41 Aquarii

Observation data Epoch J2000 Equinox J2000
- Constellation: Aquarius
- Right ascension: 22^{h} 14^{m} 18.03271^{s}
- Declination: −21° 04′ 28.4330″
- Apparent magnitude (V): 5.354

Characteristics
- Spectral type: K0 III + F8 V
- U−B color index: +0.465
- B−V color index: +0.834

Astrometry

41 Aqr A
- Radial velocity (R_{v}): −24.94±0.13 km/s
- Proper motion (μ): RA: +24.827 mas/yr Dec.: +54.923 mas/yr
- Parallax (π): 13.7811±0.1850 mas
- Distance: 237 ± 3 ly (72.6 ± 1.0 pc)
- Proper motion (μ): RA: +27.266 mas/yr Dec.: +57.272 mas/yr
- Parallax (π): 13.5404±0.0719 mas
- Distance: 241 ± 1 ly (73.9 ± 0.4 pc)

Details

41 Aqr A
- Radius: 7.88+0.09 −0.13 R_{☉}
- Luminosity: 33.93±0.53 L_{☉}
- Surface gravity (log g): 2.85 cgs
- Temperature: 4,750 K
- Metallicity [Fe/H]: −0.13 dex

41 Aqr B
- Radius: 1.76+0.29 −0.06 R_{☉}
- Luminosity: 6.319±0.043 L_{☉}
- Temperature: 6,899+115 −506 K
- Other designations: 41 Aqr, BD−21°6180, HD 210960, HIP 109786, HR 8480, SAO 190986, WDS J22143-2104

Database references
- SIMBAD: data

= 41 Aquarii =

Double star in the constellation of Aquarius

41 Aquarii is a double star in the equatorial constellation of Aquarius. 41 Aquarii is its Flamsteed designation. It is visible to the naked eye as a dim, orange-hued point of light with a combined apparent visual magnitude of 5.354. The pair are located at a distance of around 239 ly from the Sun based on parallax, but are drifting closer with a radial velocity of –25 km/s.

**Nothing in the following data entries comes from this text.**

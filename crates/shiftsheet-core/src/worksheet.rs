//! Worksheet type

use std::collections::HashMap;

use crate::address::{CellAddress, CellRange};
use crate::error::{Error, Result};
use crate::grid::Grid;
use crate::style::{Style, StylePool};
use crate::{MAX_COLS, MAX_ROWS};

/// A single sheet of string cells
///
/// Storage is sparse: unset cells read back as the empty string. The sheet
/// also tracks merged regions and per-cell styles, which is the state the
/// roster renderer manipulates.
#[derive(Debug)]
pub struct Worksheet {
    /// Sheet name
    name: String,
    /// Sparse cell contents (keyed by (row, col), empty cells absent)
    cells: HashMap<(u32, u16), String>,
    /// Per-cell style indices into the pool (default style absent)
    cell_styles: HashMap<(u32, u16), u32>,
    /// Deduplicated styles
    style_pool: StylePool,
    /// Merged regions (non-overlapping)
    merged: Vec<CellRange>,
}

impl Worksheet {
    /// Create a new worksheet with the given name
    pub fn new<S: Into<String>>(name: S) -> Self {
        Self {
            name: name.into(),
            cells: HashMap::new(),
            cell_styles: HashMap::new(),
            style_pool: StylePool::new(),
            merged: Vec::new(),
        }
    }

    /// Get the sheet name
    pub fn name(&self) -> &str {
        &self.name
    }

    /// Set the sheet name
    pub fn set_name<S: Into<String>>(&mut self, name: S) {
        self.name = name.into();
    }

    // === Cell Access ===

    /// Get a cell value by row and column indices ("" if unset)
    pub fn value_at(&self, row: u32, col: u16) -> &str {
        self.cells
            .get(&(row, col))
            .map(String::as_str)
            .unwrap_or("")
    }

    /// Check if a cell is empty
    pub fn is_empty_at(&self, row: u32, col: u16) -> bool {
        self.value_at(row, col).is_empty()
    }

    /// Set a cell value; setting the empty string clears the cell
    pub fn set_value_at<S: Into<String>>(&mut self, row: u32, col: u16, value: S) -> Result<()> {
        self.validate_cell_position(row, col)?;
        let value = value.into();
        if value.is_empty() {
            self.cells.remove(&(row, col));
        } else {
            self.cells.insert((row, col), value);
        }
        Ok(())
    }

    /// Clear a cell's value (style is kept)
    pub fn clear_cell_at(&mut self, row: u32, col: u16) {
        self.cells.remove(&(row, col));
    }

    /// Get the number of non-empty cells
    pub fn cell_count(&self) -> usize {
        self.cells.len()
    }

    /// Check if the worksheet has no values
    pub fn is_empty(&self) -> bool {
        self.cells.is_empty()
    }

    /// Iterate over all non-empty cells as (row, col, value)
    pub fn iter_cells(&self) -> impl Iterator<Item = (u32, u16, &str)> {
        self.cells
            .iter()
            .map(|(&(row, col), v)| (row, col, v.as_str()))
    }

    /// Get the used range (bounds of all non-empty cells)
    pub fn used_range(&self) -> Option<CellRange> {
        let mut bounds: Option<(u32, u16, u32, u16)> = None;

        for &(row, col) in self.cells.keys() {
            bounds = Some(match bounds {
                None => (row, col, row, col),
                Some((min_r, min_c, max_r, max_c)) => (
                    min_r.min(row),
                    min_c.min(col),
                    max_r.max(row),
                    max_c.max(col),
                ),
            });
        }

        bounds.map(|(min_r, min_c, max_r, max_c)| {
            CellRange::from_indices(min_r, min_c, max_r, max_c)
        })
    }

    // === Range Operations ===

    /// Read a rectangular range into a dense [`Grid`], unset cells empty
    pub fn read_grid(&self, range: &CellRange) -> Grid {
        let mut grid = Grid::with_shape_of(range);
        for addr in range.cells() {
            let value = self.value_at(addr.row, addr.col);
            if !value.is_empty() {
                grid.set(addr.row - range.start.row, addr.col - range.start.col, value);
            }
        }
        grid
    }

    /// Write a dense [`Grid`] into the sheet with its top-left cell at `origin`
    ///
    /// Empty grid cells clear the corresponding sheet cells, so the write
    /// replaces the whole rectangle, like a bulk range assignment.
    pub fn write_grid(&mut self, origin: CellAddress, grid: &Grid) -> Result<()> {
        for (row, col, value) in grid.iter() {
            self.set_value_at(origin.row + row, origin.col + col, value)?;
        }
        Ok(())
    }

    /// Clear all cell values in a range
    pub fn clear_range(&mut self, range: &CellRange) {
        for addr in range.cells() {
            self.cells.remove(&(addr.row, addr.col));
        }
    }

    // === Styles ===

    /// Set a cell style by row and column indices
    pub fn set_style_at(&mut self, row: u32, col: u16, style: &Style) -> Result<()> {
        self.validate_cell_position(row, col)?;
        let idx = self.style_pool.get_or_insert(*style);
        if idx == 0 {
            self.cell_styles.remove(&(row, col));
        } else {
            self.cell_styles.insert((row, col), idx);
        }
        Ok(())
    }

    /// Set the same style for every cell in a range
    pub fn set_range_style(&mut self, range: &CellRange, style: &Style) -> Result<()> {
        for addr in range.cells() {
            self.set_style_at(addr.row, addr.col, style)?;
        }
        Ok(())
    }

    /// Get a cell's style index (0 = default)
    pub fn style_index_at(&self, row: u32, col: u16) -> u32 {
        self.cell_styles.get(&(row, col)).copied().unwrap_or(0)
    }

    /// Get the non-default style applied to a cell, if any
    pub fn style_at(&self, row: u32, col: u16) -> Option<&Style> {
        match self.style_index_at(row, col) {
            0 => None,
            idx => self.style_pool.get(idx),
        }
    }

    /// Get the style pool
    pub fn style_pool(&self) -> &StylePool {
        &self.style_pool
    }

    // === Merged Cells ===

    /// Get merged regions
    pub fn merged_regions(&self) -> &[CellRange] {
        &self.merged
    }

    /// Merge cells; fails if the range overlaps an existing merged region
    pub fn merge_cells(&mut self, range: &CellRange) -> Result<()> {
        for existing in &self.merged {
            if range.overlaps(existing) {
                return Err(Error::MergedRegionOverlap(range.to_string()));
            }
        }
        self.merged.push(*range);
        Ok(())
    }

    /// Unmerge an exact merged region; returns whether it existed
    pub fn unmerge_cells(&mut self, range: &CellRange) -> bool {
        match self.merged.iter().position(|r| r == range) {
            Some(i) => {
                self.merged.remove(i);
                true
            }
            None => false,
        }
    }

    /// Remove every merged region overlapping `range`; returns how many
    ///
    /// This is the sheet-level UnMerge used before rewriting a roster area.
    pub fn unmerge_range(&mut self, range: &CellRange) -> usize {
        let before = self.merged.len();
        self.merged.retain(|r| !r.overlaps(range));
        before - self.merged.len()
    }

    // === Internal ===

    fn validate_cell_position(&self, row: u32, col: u16) -> Result<()> {
        if row >= MAX_ROWS {
            return Err(Error::RowOutOfBounds(row, MAX_ROWS - 1));
        }
        if col >= MAX_COLS {
            return Err(Error::ColumnOutOfBounds(col, MAX_COLS - 1));
        }
        Ok(())
    }
}

#[cfg(test)]
mod tests {
    use super::*;
    use crate::style::{BorderLineStyle, Color};
    use pretty_assertions::assert_eq;

    #[test]
    fn test_new_worksheet() {
        let ws = Worksheet::new("Jobs");
        assert_eq!(ws.name(), "Jobs");
        assert!(ws.is_empty());
        assert!(ws.used_range().is_none());
    }

    #[test]
    fn test_set_and_clear_values() {
        let mut ws = Worksheet::new("Test");
        ws.set_value_at(0, 0, "Alice").unwrap();
        ws.set_value_at(2, 3, "Bob").unwrap();

        assert_eq!(ws.value_at(0, 0), "Alice");
        assert_eq!(ws.value_at(1, 1), "");
        assert_eq!(ws.cell_count(), 2);

        // Setting "" clears
        ws.set_value_at(0, 0, "").unwrap();
        assert!(ws.is_empty_at(0, 0));
        assert_eq!(ws.cell_count(), 1);
    }

    #[test]
    fn test_used_range() {
        let mut ws = Worksheet::new("Test");
        ws.set_value_at(5, 3, "A").unwrap();
        ws.set_value_at(10, 7, "B").unwrap();

        let range = ws.used_range().unwrap();
        assert_eq!(range.start.row, 5);
        assert_eq!(range.start.col, 3);
        assert_eq!(range.end.row, 10);
        assert_eq!(range.end.col, 7);
    }

    #[test]
    fn test_read_grid_treats_unset_as_empty() {
        let mut ws = Worksheet::new("Test");
        ws.set_value_at(3, 1, "Cook").unwrap();
        ws.set_value_at(4, 2, "Clean").unwrap();

        let grid = ws.read_grid(&CellRange::from_indices(3, 1, 4, 2));
        assert_eq!(grid.rows(), 2);
        assert_eq!(grid.cols(), 2);
        assert_eq!(grid.get(0, 0), "Cook");
        assert_eq!(grid.get(0, 1), "");
        assert_eq!(grid.get(1, 1), "Clean");
    }

    #[test]
    fn test_write_grid_replaces_rectangle() {
        let mut ws = Worksheet::new("Test");
        ws.set_value_at(1, 1, "stale").unwrap();

        let grid = Grid::from_rows([["a", ""], ["", "b"]]);
        ws.write_grid(CellAddress::new(1, 1), &grid).unwrap();

        assert_eq!(ws.value_at(1, 1), "a");
        assert_eq!(ws.value_at(1, 2), "");
        assert_eq!(ws.value_at(2, 2), "b");
    }

    #[test]
    fn test_grid_round_trip() {
        let mut ws = Worksheet::new("Test");
        let grid = Grid::from_rows([["x", "y"], ["z", ""]]);
        let origin = CellAddress::new(4, 2);
        ws.write_grid(origin, &grid).unwrap();

        let back = ws.read_grid(&CellRange::from_indices(4, 2, 5, 3));
        assert_eq!(back, grid);
    }

    #[test]
    fn test_merge_cells_rejects_overlap() {
        let mut ws = Worksheet::new("Test");
        ws.merge_cells(&CellRange::parse("A1:C1").unwrap()).unwrap();
        assert_eq!(ws.merged_regions().len(), 1);

        assert!(ws.merge_cells(&CellRange::parse("C1:D1").unwrap()).is_err());
        assert!(ws.merge_cells(&CellRange::parse("D1:E1").unwrap()).is_ok());
    }

    #[test]
    fn test_unmerge_range_drops_overlapping_regions() {
        let mut ws = Worksheet::new("Test");
        ws.merge_cells(&CellRange::parse("A1:B1").unwrap()).unwrap();
        ws.merge_cells(&CellRange::parse("A2:B2").unwrap()).unwrap();
        ws.merge_cells(&CellRange::parse("E5:F5").unwrap()).unwrap();

        let removed = ws.unmerge_range(&CellRange::parse("A1:C3").unwrap());
        assert_eq!(removed, 2);
        assert_eq!(ws.merged_regions(), &[CellRange::parse("E5:F5").unwrap()]);

        assert!(!ws.unmerge_cells(&CellRange::parse("A1:B1").unwrap()));
        assert!(ws.unmerge_cells(&CellRange::parse("E5:F5").unwrap()));
    }

    #[test]
    fn test_styles_deduplicate_through_pool() {
        let mut ws = Worksheet::new("Test");
        let style = Style::new()
            .fill_color(Color::rgb(204, 255, 204))
            .outline(BorderLineStyle::Thin, Color::BLACK);

        ws.set_style_at(0, 0, &style).unwrap();
        ws.set_style_at(0, 1, &style).unwrap();

        assert_eq!(ws.style_index_at(0, 0), ws.style_index_at(0, 1));
        assert_eq!(ws.style_at(0, 0), Some(&style));
        assert_eq!(ws.style_at(5, 5), None);
        assert_eq!(ws.style_pool().len(), 2);

        // Re-applying the default style clears the mapping
        ws.set_style_at(0, 0, &Style::default()).unwrap();
        assert_eq!(ws.style_index_at(0, 0), 0);
    }
}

The brighter component of the pair is a red clump giant star with a stellar classification of K0 III and a magnitude of 5.73. This is an aging star that has exhausted the supply of hydrogen at its core and is now generating energy through core helium fusion. It has eight times the girth of the Sun and is radiating 34 times the luminosity of the Sun at an effective temperature of 4,750 K.

At an angular separation of 5.148 arcseconds, the fainter companion is an F-type main sequence star with a magnitude 7.16 and a classification of F8 V. It has 1.8 times the Sun's radius and is radiating six times the Sun's luminosity from its photosphere at 6,899 K.